* **Aim of the task**
From the entries below, list each line with "bool".

* **Source data**

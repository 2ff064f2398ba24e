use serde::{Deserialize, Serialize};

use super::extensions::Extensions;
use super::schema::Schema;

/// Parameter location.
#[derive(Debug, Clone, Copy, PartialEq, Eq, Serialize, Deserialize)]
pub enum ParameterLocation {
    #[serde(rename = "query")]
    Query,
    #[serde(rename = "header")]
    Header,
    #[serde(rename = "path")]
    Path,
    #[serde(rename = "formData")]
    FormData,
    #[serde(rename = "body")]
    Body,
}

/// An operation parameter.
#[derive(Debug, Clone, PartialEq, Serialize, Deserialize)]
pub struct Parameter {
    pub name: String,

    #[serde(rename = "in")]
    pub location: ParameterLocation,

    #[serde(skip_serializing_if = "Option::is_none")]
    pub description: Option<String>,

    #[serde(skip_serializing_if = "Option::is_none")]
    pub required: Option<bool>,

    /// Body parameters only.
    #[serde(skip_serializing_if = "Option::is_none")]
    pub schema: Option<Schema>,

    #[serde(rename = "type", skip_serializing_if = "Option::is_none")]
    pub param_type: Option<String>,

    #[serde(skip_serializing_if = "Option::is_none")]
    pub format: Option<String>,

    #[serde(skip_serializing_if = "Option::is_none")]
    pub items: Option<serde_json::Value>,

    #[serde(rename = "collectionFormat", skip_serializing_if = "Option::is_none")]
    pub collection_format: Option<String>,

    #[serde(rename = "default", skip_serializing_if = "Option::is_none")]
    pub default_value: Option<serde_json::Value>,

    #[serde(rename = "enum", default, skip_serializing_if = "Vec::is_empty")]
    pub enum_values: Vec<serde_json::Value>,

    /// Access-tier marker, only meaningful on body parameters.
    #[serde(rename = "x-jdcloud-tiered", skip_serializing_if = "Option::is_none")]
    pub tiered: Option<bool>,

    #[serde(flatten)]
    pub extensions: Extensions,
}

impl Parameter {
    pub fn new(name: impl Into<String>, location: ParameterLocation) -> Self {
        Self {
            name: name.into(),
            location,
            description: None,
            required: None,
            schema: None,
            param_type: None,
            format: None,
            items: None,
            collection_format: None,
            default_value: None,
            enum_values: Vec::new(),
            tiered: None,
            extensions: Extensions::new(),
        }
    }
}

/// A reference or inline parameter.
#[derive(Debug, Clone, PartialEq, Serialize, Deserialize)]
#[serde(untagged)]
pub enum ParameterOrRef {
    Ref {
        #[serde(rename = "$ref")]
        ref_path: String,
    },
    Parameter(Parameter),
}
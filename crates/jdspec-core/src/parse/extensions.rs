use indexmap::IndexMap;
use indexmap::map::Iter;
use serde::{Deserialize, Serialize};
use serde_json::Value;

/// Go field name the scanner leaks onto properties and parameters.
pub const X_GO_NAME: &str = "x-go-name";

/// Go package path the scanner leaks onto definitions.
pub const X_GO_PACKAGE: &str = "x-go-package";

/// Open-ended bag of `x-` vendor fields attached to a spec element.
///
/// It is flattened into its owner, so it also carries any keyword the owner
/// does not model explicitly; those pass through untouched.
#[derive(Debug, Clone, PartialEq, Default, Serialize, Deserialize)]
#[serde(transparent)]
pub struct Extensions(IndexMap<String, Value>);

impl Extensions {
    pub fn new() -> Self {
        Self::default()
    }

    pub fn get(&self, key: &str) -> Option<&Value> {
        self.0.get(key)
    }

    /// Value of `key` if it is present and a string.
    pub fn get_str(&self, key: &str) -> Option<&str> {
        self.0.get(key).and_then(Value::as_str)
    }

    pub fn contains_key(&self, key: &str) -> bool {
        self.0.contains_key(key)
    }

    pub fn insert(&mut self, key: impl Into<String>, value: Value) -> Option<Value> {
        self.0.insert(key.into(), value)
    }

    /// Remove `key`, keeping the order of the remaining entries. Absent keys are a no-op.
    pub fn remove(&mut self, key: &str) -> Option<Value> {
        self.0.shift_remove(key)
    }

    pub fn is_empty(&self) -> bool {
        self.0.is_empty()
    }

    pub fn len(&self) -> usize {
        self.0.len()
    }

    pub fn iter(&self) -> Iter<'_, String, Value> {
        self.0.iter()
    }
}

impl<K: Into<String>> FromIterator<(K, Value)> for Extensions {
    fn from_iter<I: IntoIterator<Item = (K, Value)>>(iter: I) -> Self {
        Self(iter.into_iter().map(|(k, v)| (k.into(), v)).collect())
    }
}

* **Result**
    pub required: Option<bool>,
    pub tiered: Option<bool>,
    pub fn contains_key(&self, key: &str) -> bool {
    pub fn is_empty(&self) -> bool {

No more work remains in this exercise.